How long—and well—will it age? Those might be the most-asked questions winemakers field about new vintages of Cabernet Sauvignon-based blends. The first is well-nigh impossible to answer: Good Cabernet from great sites generally has the right stuffing (complex flavors, structured tannins and healthy acidity) to live a good, long life, but whether you’re going to like the wine in its elder years isn’t something a producer can say. The second part of that question, though, implies that graceful aging is the hallmark of a superb Bordeaux-style wine—a requirement. And, in fact, top producers of Bordeaux itself regularly provide evidence of their wines’ ability to evolve into something more beautiful and expressive (and a chance for consumers to judge whether they like where it’s going) through library vintages.

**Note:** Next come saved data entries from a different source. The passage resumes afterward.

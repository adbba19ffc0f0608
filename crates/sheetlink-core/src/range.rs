//! A1-style range notation
//!
//! Coordinates are 1-based: column `A` is 1 and the first row is 1. A range
//! always renders with both corners (`"B2:B2"`), but a single reference such
//! as `"B2"` parses to the same degenerate rectangle.

use crate::error::{Error, Result};
use std::fmt;
use std::str::FromStr;

/// Maximum number of rows in a worksheet
pub const MAX_ROWS: u32 = 1_048_576;

/// Maximum number of columns in a worksheet (`XFD`)
pub const MAX_COLS: u32 = 16_384;

/// An axis-aligned rectangle of cells
///
/// Invariant: `start_col <= end_col` and `start_row <= end_row`, all
/// coordinates inside the sheet grid.
#[derive(Debug, Clone, Copy, PartialEq, Eq, Hash)]
pub struct Range {
    pub start_col: u32,
    pub start_row: u32,
    pub end_col: u32,
    pub end_row: u32,
}

impl Range {
    /// Create a range from two corners, reordering them if needed
    pub fn new(start_col: u32, start_row: u32, end_col: u32, end_row: u32) -> Result<Self> {
        check_coordinate(start_col, start_row)?;
        check_coordinate(end_col, end_row)?;
        Ok(Self {
            start_col: start_col.min(end_col),
            start_row: start_row.min(end_row),
            end_col: start_col.max(end_col),
            end_row: start_row.max(end_row),
        })
    }

    /// A one-cell range
    pub fn cell(col: u32, row: u32) -> Result<Self> {
        Self::new(col, row, col, row)
    }

    /// Parse `"A1:C10"`, `"$A$1:$C$10"` or a single reference like `"B2"`
    ///
    /// # Examples
    /// ```
    /// use sheetlink_core::Range;
    ///
    /// let r = Range::parse("B2").unwrap();
    /// assert_eq!((r.start_col, r.start_row, r.end_col, r.end_row), (2, 2, 2, 2));
    /// assert_eq!(r.to_string(), "B2:B2");
    /// ```
    pub fn parse(s: &str) -> Result<Self> {
        let text = s.trim();
        let mut parts = text.split(':');
        let first = parts.next().unwrap_or_default();
        let second = parts.next();
        if parts.next().is_some() {
            return Err(Error::InvalidRangeFormat(s.to_string()));
        }

        let (c1, r1) = parse_cell_reference(first).ok_or_else(|| invalid(s))??;
        let (c2, r2) = match second {
            Some(end) => parse_cell_reference(end).ok_or_else(|| invalid(s))??,
            None => (c1, r1),
        };
        Self::new(c1, r1, c2, r2)
    }

    /// Number of columns spanned
    pub fn columns(&self) -> u32 {
        self.end_col - self.start_col + 1
    }

    /// Number of rows spanned
    pub fn rows(&self) -> u32 {
        self.end_row - self.start_row + 1
    }

    pub fn cell_count(&self) -> u64 {
        self.columns() as u64 * self.rows() as u64
    }

    pub fn is_single_cell(&self) -> bool {
        self.start_col == self.end_col && self.start_row == self.end_row
    }

    /// True iff `inner` lies entirely inside this range (inclusive)
    pub fn contains(&self, inner: &Range) -> bool {
        inner.start_col >= self.start_col
            && inner.end_col <= self.end_col
            && inner.start_row >= self.start_row
            && inner.end_row <= self.end_row
    }

    pub fn contains_cell(&self, col: u32, row: u32) -> bool {
        (self.start_col..=self.end_col).contains(&col)
            && (self.start_row..=self.end_row).contains(&row)
    }

    /// Fail with `RangeOutOfBounds` unless this range lies inside `bounds`
    pub fn validate_within(&self, bounds: &Range) -> Result<()> {
        if bounds.contains(self) {
            Ok(())
        } else {
            Err(Error::RangeOutOfBounds {
                range: self.to_string(),
                bounds: bounds.to_string(),
            })
        }
    }

    /// Smallest range covering both this range and the given cell
    pub fn extend_to(&self, col: u32, row: u32) -> Range {
        Range {
            start_col: self.start_col.min(col),
            start_row: self.start_row.min(row),
            end_col: self.end_col.max(col),
            end_row: self.end_row.max(row),
        }
    }

    /// Smallest range covering both ranges
    pub fn union(&self, other: &Range) -> Range {
        self.extend_to(other.start_col, other.start_row)
            .extend_to(other.end_col, other.end_row)
    }

    /// Top-left cell name
    pub fn start_cell(&self) -> String {
        format_cell(self.start_col, self.start_row)
    }

    /// Bottom-right cell name
    pub fn end_cell(&self) -> String {
        format_cell(self.end_col, self.end_row)
    }

    /// Cell coordinates in row-major order as `(col, row)` pairs
    pub fn cells(&self) -> impl Iterator<Item = (u32, u32)> {
        let Range {
            start_col,
            start_row,
            end_col,
            end_row,
        } = *self;
        (start_row..=end_row).flat_map(move |row| (start_col..=end_col).map(move |col| (col, row)))
    }
}

impl fmt::Display for Range {
    fn fmt(&self, f: &mut fmt::Formatter<'_>) -> fmt::Result {
        write!(f, "{}:{}", self.start_cell(), self.end_cell())
    }
}

impl FromStr for Range {
    type Err = Error;

    fn from_str(s: &str) -> Result<Self> {
        Self::parse(s)
    }
}

/// Parse a range string; see [`Range::parse`]
pub fn parse_range(s: &str) -> Result<Range> {
    Range::parse(s)
}

/// Parse then re-render, dropping `$` anchors and ordering the corners
pub fn normalize_range(s: &str) -> Result<String> {
    Ok(Range::parse(s)?.to_string())
}

/// Name of the cell at `(col, row)`, e.g. `(3, 10)` is `"C10"`
pub fn cell_name(col: u32, row: u32) -> Result<String> {
    check_coordinate(col, row)?;
    Ok(format_cell(col, row))
}

/// Inverse of [`cell_name`]; accepts `$` anchors
pub fn cell_coordinates(name: &str) -> Result<(u32, u32)> {
    parse_cell_reference(name).ok_or_else(|| invalid(name))?
}

/// Column letters for a 1-based column number (1 = A, 27 = AA)
pub fn column_name(col: u32) -> Result<String> {
    check_coordinate(col, 1)?;
    Ok(column_letters(col))
}

/// 1-based column number for column letters (case-insensitive)
pub fn column_number(letters: &str) -> Result<u32> {
    if letters.is_empty() || letters.len() > 3 || !letters.bytes().all(|b| b.is_ascii_alphabetic())
    {
        return Err(invalid(letters));
    }
    let col = letters_to_number(letters);
    check_coordinate(col, 1)?;
    Ok(col)
}

/// Parse a defined-name area such as `'My Sheet'!$A$1:$E$50`
///
/// The sheet qualifier is dropped; for multi-area references only the first
/// area is used. Returns `None` when the text is not a cell area.
pub fn parse_area_reference(reference: &str) -> Option<Range> {
    let first = first_area(reference.trim());
    let area = match first.rfind('!') {
        Some(pos) => &first[pos + 1..],
        None => first,
    };
    Range::parse(area).ok()
}

fn first_area(reference: &str) -> &str {
    let mut quoted = false;
    for (i, ch) in reference.char_indices() {
        match ch {
            '\'' => quoted = !quoted,
            ',' if !quoted => return &reference[..i],
            _ => {}
        }
    }
    reference
}

fn invalid(s: &str) -> Error {
    Error::InvalidRangeFormat(s.to_string())
}

fn check_coordinate(col: u32, row: u32) -> Result<()> {
    if (1..=MAX_COLS).contains(&col) && (1..=MAX_ROWS).contains(&row) {
        Ok(())
    } else {
        Err(Error::InvalidCoordinate { col, row })
    }
}

fn format_cell(col: u32, row: u32) -> String {
    format!("{}{}", column_letters(col), row)
}

fn column_letters(col: u32) -> String {
    let mut result = String::new();
    let mut n = col;
    while n > 0 {
        n -= 1;
        result.insert(0, (b'A' + (n % 26) as u8) as char);
        n /= 26;
    }
    result
}

fn letters_to_number(letters: &str) -> u32 {
    letters
        .bytes()
        .fold(0, |acc, b| acc * 26 + (b.to_ascii_uppercase() - b'A' + 1) as u32)
}

/// `None` for syntax errors, `Some(Err)` for references outside the grid
fn parse_cell_reference(s: &str) -> Option<Result<(u32, u32)>> {
    let bytes = s.trim().as_bytes();
    let mut pos = 0;

    if bytes.get(pos) == Some(&b'$') {
        pos += 1;
    }
    let col_start = pos;
    while pos < bytes.len() && bytes[pos].is_ascii_alphabetic() {
        pos += 1;
    }
    let letters = &bytes[col_start..pos];
    if letters.is_empty() || letters.len() > 3 {
        return None;
    }

    if bytes.get(pos) == Some(&b'$') {
        pos += 1;
    }
    let digits = &bytes[pos..];
    if digits.is_empty() || digits.len() > 7 || !digits.iter().all(u8::is_ascii_digit) {
        return None;
    }

    let col = letters_to_number(std::str::from_utf8(letters).ok()?);
    let row: u32 = std::str::from_utf8(digits).ok()?.parse().ok()?;
    Some(check_coordinate(col, row).map(|_| (col, row)))
}

#[cfg(test)]
mod tests {
    use super::*;
    use pretty_assertions::assert_eq;

    #[test]
    fn test_parse_single_reference() {
        let r = Range::parse("B2").unwrap();
        assert_eq!(
            r,
            Range {
                start_col: 2,
                start_row: 2,
                end_col: 2,
                end_row: 2
            }
        );
        assert_eq!(normalize_range("B2").unwrap(), "B2:B2");
    }

    #[test]
    fn test_parse_anchored_and_lowercase() {
        let r = Range::parse("$a$1:c$10").unwrap();
        assert_eq!(r.to_string(), "A1:C10");
        assert_eq!(r.columns(), 3);
        assert_eq!(r.rows(), 10);
        assert_eq!(r.cell_count(), 30);
    }

    #[test]
    fn test_parse_reversed_corners() {
        assert_eq!(normalize_range("D5:A1").unwrap(), "A1:D5");
        assert_eq!(normalize_range("A5:D1").unwrap(), "A1:D5");
    }

    #[test]
    fn test_parse_rejects_garbage() {
        for bad in ["", ":", "A", "1", "A1:", "A1:B2:C3", "A0", "1A", "A1B", "ABCD1", "A 1"] {
            assert!(
                matches!(Range::parse(bad), Err(Error::InvalidRangeFormat(_)) | Err(Error::InvalidCoordinate { .. })),
                "{bad:?} should not parse"
            );
        }
    }

    #[test]
    fn test_parse_outside_grid() {
        assert_eq!(
            Range::parse("XFE1"),
            Err(Error::InvalidCoordinate { col: 16_385, row: 1 })
        );
        assert!(Range::parse("XFD1048576").is_ok());
        assert!(Range::parse("A1048577").is_err());
    }

    #[test]
    fn test_cell_name_round_trip() {
        assert_eq!(cell_name(1, 1).unwrap(), "A1");
        assert_eq!(cell_name(26, 3).unwrap(), "Z3");
        assert_eq!(cell_name(27, 3).unwrap(), "AA3");
        assert_eq!(cell_name(16_384, 1).unwrap(), "XFD1");
        assert_eq!(cell_coordinates("$AA$3").unwrap(), (27, 3));
        assert_eq!(cell_name(0, 1), Err(Error::InvalidCoordinate { col: 0, row: 1 }));
        assert!(cell_name(1, MAX_ROWS + 1).is_err());
    }

    #[test]
    fn test_column_conversions() {
        assert_eq!(column_name(52).unwrap(), "AZ");
        assert_eq!(column_number("az").unwrap(), 52);
        assert!(column_number("XFE").is_err());
        assert!(column_number("").is_err());
    }

    #[test]
    fn test_contains() {
        let outer = Range::parse("A1:D10").unwrap();
        assert!(outer.contains(&Range::parse("B2:C3").unwrap()));
        assert!(outer.contains(&outer));
        assert!(!outer.contains(&Range::parse("C9:E10").unwrap()));
        assert!(Range::parse("E1").unwrap().validate_within(&outer).is_err());
    }

    #[test]
    fn test_extend_to() {
        let dim = Range::parse("A1:D5").unwrap();
        assert_eq!(dim.extend_to(6, 10).to_string(), "A1:F10");
        assert_eq!(dim.extend_to(2, 2), dim);
        let moved = Range::parse("C3:D4").unwrap().extend_to(1, 1);
        assert_eq!(moved.to_string(), "A1:D4");
    }

    #[test]
    fn test_cells_row_major() {
        let cells: Vec<_> = Range::parse("A1:B2").unwrap().cells().collect();
        assert_eq!(cells, vec![(1, 1), (2, 1), (1, 2), (2, 2)]);
    }

    #[test]
    fn test_parse_area_reference() {
        assert_eq!(
            parse_area_reference("'My Sheet'!$A$1:$E$50").unwrap().to_string(),
            "A1:E50"
        );
        assert_eq!(
            parse_area_reference("'a,b'!$A$1:$B$2,'a,b'!$D$1:$E$2")
                .unwrap()
                .to_string(),
            "A1:B2"
        );
        assert_eq!(parse_area_reference("Sheet1!$A:$C"), None);
        assert_eq!(parse_area_reference("#REF!"), None);
    }
}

In the U.S.? Not so much. Rarely does a wine lover have the chance to understand the aging process of a particular wine, to view its evolution, unless she or he has a long-lived cellar and has taken on the task of laying down bottles for years—or decades—and experimenting personally with them over time, to see what they reveal. And yet, explains Rodrigo Soto, director of Napa Valley’s Quintessa Estate, ageability is an integral part of the concept for a world-class estate. And if a New World producer wants to play at that level, it needs to offer proof that its wine can capture the soul of a great property and reveal it beautifully over time in the bottle. “You need to show what you did,” says Soto. “You have to look backward and forward, not just forward.”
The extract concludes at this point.